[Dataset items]
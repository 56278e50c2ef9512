//! Audio playback through an external platform player
//!
//! No decoding happens in-process: the player binary found on PATH at
//! construction time is run to completion for each file.

use crate::{Result, TtsError};
use log::debug;
use std::path::{Path, PathBuf};
use std::process::{Command, Stdio};

/// Player candidates probed per platform, in preference order.
///
/// `mpg123` and `ffplay` decode mp3 directly; `paplay`/`aplay` cover
/// PCM formats and are kept last for parity with common setups.
#[cfg(target_os = "macos")]
const PLAYER_CANDIDATES: &[(&str, &[&str])] = &[("afplay", &[])];

#[cfg(not(target_os = "macos"))]
const PLAYER_CANDIDATES: &[(&str, &[&str])] = &[
    ("mpg123", &["-q"]),
    ("ffplay", &["-nodisp", "-autoexit", "-loglevel", "quiet"]),
    ("paplay", &[]),
    ("aplay", &[]),
];

/// Plays audio files through whichever platform player is installed
pub struct AudioPlayer {
    player: PathBuf,
    args: &'static [&'static str],
}

impl AudioPlayer {
    /// Probe PATH for a usable player.
    ///
    /// Fails with an `Audio` error when no playback mechanism exists on
    /// the host.
    pub fn new() -> Result<Self> {
        for (name, args) in PLAYER_CANDIDATES {
            if let Some(path) = find_in_path(name) {
                debug!("Using audio player {}", path.display());
                return Ok(Self { player: path, args });
            }
        }

        Err(TtsError::Audio(
            "No audio playback method available".to_string(),
        ))
    }

    /// Play `path` to completion.
    ///
    /// Fails with an `Audio` error when the file is missing or the
    /// player exits unsuccessfully.
    pub fn play_file(&self, path: &Path) -> Result<()> {
        if !path.exists() {
            return Err(TtsError::Audio(format!(
                "File not found: {}",
                path.display()
            )));
        }

        let status = Command::new(&self.player)
            .args(self.args)
            .arg(path)
            .stdout(Stdio::null())
            .stderr(Stdio::null())
            .status()
            .map_err(|e| {
                TtsError::Audio(format!(
                    "Failed to run {}: {}",
                    self.player.display(),
                    e
                ))
            })?;

        if !status.success() {
            return Err(TtsError::Audio(format!(
                "{} exited with {}",
                self.player.display(),
                status
            )));
        }
        Ok(())
    }
}

/// Locate an executable on PATH
fn find_in_path(name: &str) -> Option<PathBuf> {
    let path_var = std::env::var_os("PATH")?;
    for dir in std::env::split_paths(&path_var) {
        let candidate = dir.join(name);
        if candidate.is_file() {
            return Some(candidate);
        }
    }
    None
}

#[cfg(test)]
mod tests {
    use super::*;

    #[test]
    fn test_find_in_path() {
        // `ls` exists on every platform this crate targets
        assert!(find_in_path("ls").is_some());
        assert!(find_in_path("definitely-not-a-real-binary-42").is_none());
    }

    #[test]
    fn test_play_missing_file() {
        // Skip when the host has no player at all
        if let Ok(player) = AudioPlayer::new() {
            let err = player.play_file(Path::new("/nonexistent/audio.mp3")).unwrap_err();
            assert!(matches!(err, TtsError::Audio(_)));
        }
    }
}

--- Try it ---
Repeat the data word for word, leaving out no line.

--- Answer box ---
repository 56278e50c2ef9512
//! Audio playback through an external platform player
//!
//! No decoding happens in-process: the player binary found on PATH at
//! construction time is run to completion for each file.

use crate::{Result, TtsError};
use log::debug;
use std::path::{Path, PathBuf};
use std::process::{Command, Stdio};

/// Player candidates probed per platform, in preference order.
///
/// `mpg123` and `ffplay` decode mp3 directly; `paplay`/`aplay` cover
/// PCM formats and are kept last for parity with common setups.
#[cfg(target_os = "macos")]
const PLAYER_CANDIDATES: &[(&str, &[&str])] = &[("afplay", &[])];

#[cfg(not(target_os = "macos"))]
const PLAYER_CANDIDATES: &[(&str, &[&str])] = &[
    ("mpg123", &["-q"]),
    ("ffplay", &["-nodisp", "-autoexit", "-loglevel", "quiet"]),
    ("paplay", &[]),
    ("aplay", &[]),
];

/// Plays audio files through whichever platform player is installed
pub struct AudioPlayer {
    player: PathBuf,
    args: &'static [&'static str],
}

impl AudioPlayer {
    /// Probe PATH for a usable player.
    ///
    /// Fails with an `Audio` error when no playback mechanism exists on
    /// the host.
    pub fn new() -> Result<Self> {
        for (name, args) in PLAYER_CANDIDATES {
            if let Some(path) = find_in_path(name) {
                debug!("Using audio player {}", path.display());
                return Ok(Self { player: path, args });
            }
        }

        Err(TtsError::Audio(
            "No audio playback method available".to_string(),
        ))
    }

    /// Play `path` to completion.
    ///
    /// Fails with an `Audio` error when the file is missing or the
    /// player exits unsuccessfully.
    pub fn play_file(&self, path: &Path) -> Result<()> {
        if !path.exists() {
            return Err(TtsError::Audio(format!(
                "File not found: {}",
                path.display()
            )));
        }

        let status = Command::new(&self.player)
            .args(self.args)
            .arg(path)
            .stdout(Stdio::null())
            .stderr(Stdio::null())
            .status()
            .map_err(|e| {
                TtsError::Audio(format!(
                    "Failed to run {}: {}",
                    self.player.display(),
                    e
                ))
            })?;

        if !status.success() {
            return Err(TtsError::Audio(format!(
                "{} exited with {}",
                self.player.display(),
                status
            )));
        }
        Ok(())
    }
}

/// Locate an executable on PATH
fn find_in_path(name: &str) -> Option<PathBuf> {
    let path_var = std::env::var_os("PATH")?;
    for dir in std::env::split_paths(&path_var) {
        let candidate = dir.join(name);
        if candidate.is_file() {
            return Some(candidate);
        }
    }
    None
}

#[cfg(test)]
mod tests {
    use super::*;

    #[test]
    fn test_find_in_path() {
        // `ls` exists on every platform this crate targets
        assert!(find_in_path("ls").is_some());
        assert!(find_in_path("definitely-not-a-real-binary-42").is_none());
    }

    #[test]
    fn test_play_missing_file() {
        // Skip when the host has no player at all
        if let Ok(player) = AudioPlayer::new() {
            let err = player.play_file(Path::new("/nonexistent/audio.mp3")).unwrap_err();
            assert!(matches!(err, TtsError::Audio(_)));
        }
    }
}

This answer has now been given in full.